Now $\bigcup_{\beta\in\alpha}A_\beta=\bigcup_{\beta\in\alpha}B_\beta$ where all the $B_\beta$ are connected for $\beta\in\alpha$ and $\bigcap_{\beta\in\alpha}B_\beta=B_0\neq\emptyset$. The theorem ensures the desired result.$\qquad\qquad\qquad\qquad\qquad\qquad\qquad\qquad\qquad\qquad\square$
Thank you for your remarks in comments. Here's the new generalization and proof:
Generalization
For any nonzero ordinal $\alpha$, we have the following:
"Let $\{A_\beta\mid\beta\in\alpha\}$ be a collection of connected subsets of $X$. Suppose that $$ \forall\beta\in\alpha,\exists\gamma\in\beta,A_\gamma\cap A_\beta\ne\emptyset. $$ Then $\bigcup_{\beta\in\alpha}A_\beta$ is a connected subset of $X$."
Proof. For any $\beta\in\alpha$, define
$$ B_\beta=\bigcup_{\gamma\underline{\in}\beta}A_\gamma $$
We prove using transfinite that all the $B_\beta$ are connected. Let $\beta\in\alpha$ and assume that for every $\gamma\in\beta$, $B_\gamma$ is connected.

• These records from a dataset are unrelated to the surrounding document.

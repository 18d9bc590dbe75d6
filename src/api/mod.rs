use axum::{
    Router,
    extract::{
        Json, Query,
        rejection::{JsonRejection, QueryRejection},
    },
    http::{StatusCode, header},
    response::{Html, IntoResponse, Response},
    routing::get,
};
use clap::{Args, Parser, Subcommand};
use serde::{Deserialize, Serialize};
use std::io::{self, Write};
use std::net::SocketAddr;
use std::path::PathBuf;
use thiserror::Error;
use tokio::net::TcpListener;
use tracing::{debug, info, warn};

use crate::core::{
    CSV_FILE_NAME, ExportError, InvalidInputError, RawInputs, Schedule, ScheduleInputs,
    ScheduleSession, YearRecord, build_csv, format_money, parse_inputs, render_table,
    run_schedule,
};

const INDEX_HTML: &str = include_str!("../../web/index.html");
const STYLES_CSS: &str = include_str!("../../web/styles.css");
const APP_JS: &str = include_str!("../../web/app.js");

#[derive(Parser, Debug)]
#[command(
    name = "compound",
    about = "Compound interest schedule with partial reinvestment of earned interest"
)]
pub struct Cli {
    #[command(subcommand)]
    pub command: Command,
}

#[derive(Subcommand, Debug)]
pub enum Command {
    /// Serve the calculator page and its JSON/CSV API
    Serve {
        #[arg(long, short, default_value_t = 8080)]
        port: u16,
    },
    /// Print a schedule table and optionally export it as CSV
    Schedule(ScheduleArgs),
}

/// Values are taken as text so they go through the same parsing as the form.
#[derive(Args, Debug, Clone)]
pub struct ScheduleArgs {
    #[arg(long, default_value = "3000", allow_hyphen_values = true)]
    pub principal: String,
    #[arg(
        long,
        default_value = "5",
        allow_hyphen_values = true,
        help = "Annual interest rate in percent, e.g. 5; negative values model a loss"
    )]
    pub rate: String,
    #[arg(long, default_value = "10", allow_hyphen_values = true)]
    pub years: String,
    #[arg(
        long,
        default_value = "100",
        allow_hyphen_values = true,
        help = "Share of each year's interest added back to the balance, 0 to 10000 percent"
    )]
    pub reinvest_percent: String,
    #[arg(long, help = "Write the schedule as CSV to this path")]
    pub csv: Option<PathBuf>,
    #[arg(long, help = "Print CSV to stdout instead of the table")]
    pub csv_only: bool,
}

impl ScheduleArgs {
    fn raw_inputs(&self) -> RawInputs {
        RawInputs {
            principal: self.principal.clone(),
            annual_rate_percent: self.rate.clone(),
            years: self.years.clone(),
            reinvest_percent: self.reinvest_percent.clone(),
        }
    }
}

#[derive(Debug, Error)]
pub enum CommandError {
    #[error(transparent)]
    Input(#[from] InvalidInputError),
    #[error(transparent)]
    Export(#[from] ExportError),
    #[error("failed to write {}: {source}", path.display())]
    WriteFile { path: PathBuf, source: io::Error },
    #[error("failed to write output: {0}")]
    Output(#[from] io::Error),
}

pub fn run_schedule_command(args: &ScheduleArgs, out: &mut dyn Write) -> Result<(), CommandError> {
    let mut session = ScheduleSession::new();
    let schedule = session.calculate(&args.raw_inputs())?;
    debug!(years = schedule.years.len(), "schedule computed");

    if args.csv_only {
        writeln!(out, "{}", session.export_csv()?)?;
    } else {
        let table = session
            .latest()
            .map(render_table)
            .ok_or(ExportError::NothingToExport)?;
        write!(out, "{table}")?;
    }

    if let Some(path) = &args.csv {
        let csv = session.export_csv()?;
        std::fs::write(path, csv).map_err(|source| CommandError::WriteFile {
            path: path.clone(),
            source,
        })?;
        info!(path = %path.display(), "wrote CSV export");
    }
    Ok(())
}

/// A form value arriving either as a JSON number or as free text.
#[derive(Debug, Clone, PartialEq, Deserialize)]
#[serde(untagged)]
enum FieldValue {
    Number(f64),
    Text(String),
}

impl FieldValue {
    fn into_text(self) -> String {
        match self {
            FieldValue::Number(n) => n.to_string(),
            FieldValue::Text(s) => s,
        }
    }
}

#[derive(Debug, Default, Deserialize)]
#[serde(default, rename_all = "camelCase")]
struct SchedulePayload {
    principal: Option<FieldValue>,
    #[serde(alias = "annualRatePercent")]
    rate: Option<FieldValue>,
    years: Option<FieldValue>,
    #[serde(alias = "reinvest")]
    reinvest_percent: Option<FieldValue>,
}

#[derive(Debug, Serialize)]
#[serde(rename_all = "camelCase")]
struct FormattedYear {
    opening_balance: String,
    interest_earned: String,
    reinvested_amount: String,
    closing_balance: String,
}

#[derive(Debug, Serialize)]
#[serde(rename_all = "camelCase")]
struct YearResponse {
    #[serde(flatten)]
    record: YearRecord,
    formatted: FormattedYear,
}

#[derive(Debug, Serialize)]
#[serde(rename_all = "camelCase")]
struct FormattedSummary {
    final_balance: String,
    total_interest_earned: String,
    total_reinvested: String,
    total_withdrawn: String,
}

#[derive(Debug, Serialize)]
#[serde(rename_all = "camelCase")]
struct SummaryResponse {
    final_balance: f64,
    total_interest_earned: f64,
    total_reinvested: f64,
    total_withdrawn: f64,
    formatted: FormattedSummary,
}

#[derive(Debug, Serialize)]
#[serde(rename_all = "camelCase")]
struct ScheduleResponse {
    inputs: ScheduleInputs,
    years: Vec<YearResponse>,
    summary: SummaryResponse,
}

#[derive(Debug, Serialize)]
struct ErrorResponse {
    error: String,
}

fn raw_inputs_from_payload(payload: SchedulePayload) -> RawInputs {
    let mut raw = RawInputs::from(ScheduleInputs::default());

    if let Some(v) = payload.principal {
        raw.principal = v.into_text();
    }
    if let Some(v) = payload.rate {
        raw.annual_rate_percent = v.into_text();
    }
    if let Some(v) = payload.years {
        raw.years = v.into_text();
    }
    if let Some(v) = payload.reinvest_percent {
        raw.reinvest_percent = v.into_text();
    }

    raw
}

#[cfg(test)]
fn schedule_from_json(json: &str) -> Result<Schedule, String> {
    let payload = serde_json::from_str::<SchedulePayload>(json)
        .map_err(|e| format!("Invalid API JSON payload: {e}"))?;
    compute_from_payload(payload).map_err(|e| e.to_string())
}

fn compute_from_payload(payload: SchedulePayload) -> Result<Schedule, InvalidInputError> {
    let inputs = parse_inputs(&raw_inputs_from_payload(payload))?;
    Ok(run_schedule(&inputs))
}

fn build_schedule_response(schedule: &Schedule) -> ScheduleResponse {
    let years = schedule
        .years
        .iter()
        .map(|record| YearResponse {
            record: *record,
            formatted: FormattedYear {
                opening_balance: format_money(record.opening_balance),
                interest_earned: format_money(record.interest_earned),
                reinvested_amount: format_money(record.reinvested_amount),
                closing_balance: format_money(record.closing_balance),
            },
        })
        .collect();

    let summary = &schedule.summary;
    ScheduleResponse {
        inputs: schedule.inputs,
        years,
        summary: SummaryResponse {
            final_balance: summary.final_balance,
            total_interest_earned: summary.total_interest_earned,
            total_reinvested: summary.total_reinvested,
            total_withdrawn: summary.total_withdrawn(),
            formatted: FormattedSummary {
                final_balance: format_money(summary.final_balance),
                total_interest_earned: format_money(summary.total_interest_earned),
                total_reinvested: format_money(summary.total_reinvested),
                total_withdrawn: format_money(summary.total_withdrawn()),
            },
        },
    }
}

pub fn router() -> Router {
    Router::new()
        .route("/", get(index_handler))
        .route("/index.html", get(index_handler))
        .route("/styles.css", get(styles_handler))
        .route("/app.js", get(app_js_handler))
        .route("/api/defaults", get(defaults_handler))
        .route(
            "/api/schedule",
            get(schedule_get_handler).post(schedule_post_handler),
        )
        .route(
            "/api/schedule.csv",
            get(csv_get_handler).post(csv_post_handler),
        )
        .fallback(not_found_handler)
}

pub async fn run_http_server(port: u16) -> io::Result<()> {
    let addr = SocketAddr::from(([0, 0, 0, 0], port));
    let listener = TcpListener::bind(addr).await?;
    info!("compound interest calculator listening on http://{addr}");
    info!("local access: http://127.0.0.1:{port}/");

    axum::serve(listener, router()).await
}

async fn index_handler() -> impl IntoResponse {
    with_cache_control(Html(INDEX_HTML))
}

async fn styles_handler() -> impl IntoResponse {
    with_cache_control((
        [(header::CONTENT_TYPE, "text/css; charset=utf-8")],
        STYLES_CSS,
    ))
}

async fn app_js_handler() -> impl IntoResponse {
    with_cache_control((
        [(
            header::CONTENT_TYPE,
            "application/javascript; charset=utf-8",
        )],
        APP_JS,
    ))
}

async fn defaults_handler() -> Response {
    json_response(StatusCode::OK, ScheduleInputs::default())
}

async fn not_found_handler() -> Response {
    error_response(StatusCode::NOT_FOUND, "Not found")
}

async fn schedule_get_handler(query: Result<Query<SchedulePayload>, QueryRejection>) -> Response {
    match query {
        Ok(Query(payload)) => schedule_handler_impl(payload),
        Err(rejection) => malformed_request(rejection.status(), rejection.body_text()),
    }
}

async fn schedule_post_handler(body: Result<Json<SchedulePayload>, JsonRejection>) -> Response {
    match body {
        Ok(Json(payload)) => schedule_handler_impl(payload),
        Err(rejection) => malformed_request(rejection.status(), rejection.body_text()),
    }
}

fn schedule_handler_impl(payload: SchedulePayload) -> Response {
    match compute_from_payload(payload) {
        Ok(schedule) => {
            debug!(years = schedule.years.len(), "schedule computed");
            json_response(StatusCode::OK, build_schedule_response(&schedule))
        }
        Err(err) => rejected(err),
    }
}

async fn csv_get_handler(query: Result<Query<SchedulePayload>, QueryRejection>) -> Response {
    match query {
        Ok(Query(payload)) => csv_handler_impl(payload),
        Err(rejection) => malformed_request(rejection.status(), rejection.body_text()),
    }
}

async fn csv_post_handler(body: Result<Json<SchedulePayload>, JsonRejection>) -> Response {
    match body {
        Ok(Json(payload)) => csv_handler_impl(payload),
        Err(rejection) => malformed_request(rejection.status(), rejection.body_text()),
    }
}

fn csv_handler_impl(payload: SchedulePayload) -> Response {
    let schedule = match compute_from_payload(payload) {
        Ok(schedule) => schedule,
        Err(err) => return rejected(err),
    };
    match build_csv(&schedule.years) {
        Ok(csv) => {
            debug!(years = schedule.years.len(), "schedule exported as CSV");
            with_cache_control((
                [
                    (header::CONTENT_TYPE, "text/csv; charset=utf-8".to_string()),
                    (
                        header::CONTENT_DISPOSITION,
                        format!("attachment; filename=\"{CSV_FILE_NAME}\""),
                    ),
                ],
                csv,
            ))
        }
        Err(err) => {
            warn!(%err, "CSV export failed");
            error_response(StatusCode::INTERNAL_SERVER_ERROR, &err.to_string())
        }
    }
}

fn malformed_request(status: StatusCode, msg: String) -> Response {
    warn!(%status, %msg, "malformed schedule request");
    error_response(status, &msg)
}

fn rejected(err: InvalidInputError) -> Response {
    warn!(field = %err.field(), %err, "rejected schedule inputs");
    error_response(StatusCode::BAD_REQUEST, &err.to_string())
}

fn with_cache_control<R: IntoResponse>(response: R) -> Response {
    let mut response = response.into_response();
    response.headers_mut().insert(
        header::CACHE_CONTROL,
        header::HeaderValue::from_static("no-store"),
    );
    response
}

fn json_response<T: Serialize>(status: StatusCode, body: T) -> Response {
    with_cache_control((status, Json(body)))
}

fn error_response(status: StatusCode, msg: &str) -> Response {
    json_response(
        status,
        ErrorResponse {
            error: msg.to_string(),
        },
    )
}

$\beta=0$: $B_0=A_0$ is connected.
$\beta\neq 0$: We have $$ B_\beta=\left(\bigcup_{\gamma\in\beta}B_\gamma\right)\cup A_\beta. $$ Using the theorem, $\bigcup_{\gamma\in\beta}B_\gamma$ is connected. Indeed every $B_\gamma$ is connected and \begin{align*} \bigcap_{\gamma\in\beta}B_\gamma&=B_0\\ &=A_0\\ &\supset A_0\cap A_1\\ &\ne\emptyset. \end{align*}
By assumption, there exists $\gamma\in\beta$ such that $A_\beta\cap A_\gamma\ne\emptyset$. In other words, $$ A_\beta\cap\left(\bigcup_{\gamma\in\beta}A_\gamma\right)\ne\emptyset. $$ Since $\bigcup_{\gamma\in\beta}A_\gamma=\bigcup_{\gamma\in\beta}B_\gamma$, $B_\beta$ is connected according to the theorem.
Therefore for every $\beta\in\alpha$, $B_\beta$ is connected.
Now $\bigcup_{\beta\in\alpha}A_\beta=\bigcup_{\beta\in\alpha}B_\beta$ where all the $B_\beta$ are connected for $\beta\in\alpha$ and $\bigcap_{\beta\in\alpha}B_\beta=B_0\neq\emptyset$. The theorem ensures the desired result.$\qquad\qquad\qquad\qquad\qquad\qquad\qquad\qquad\qquad\qquad\square$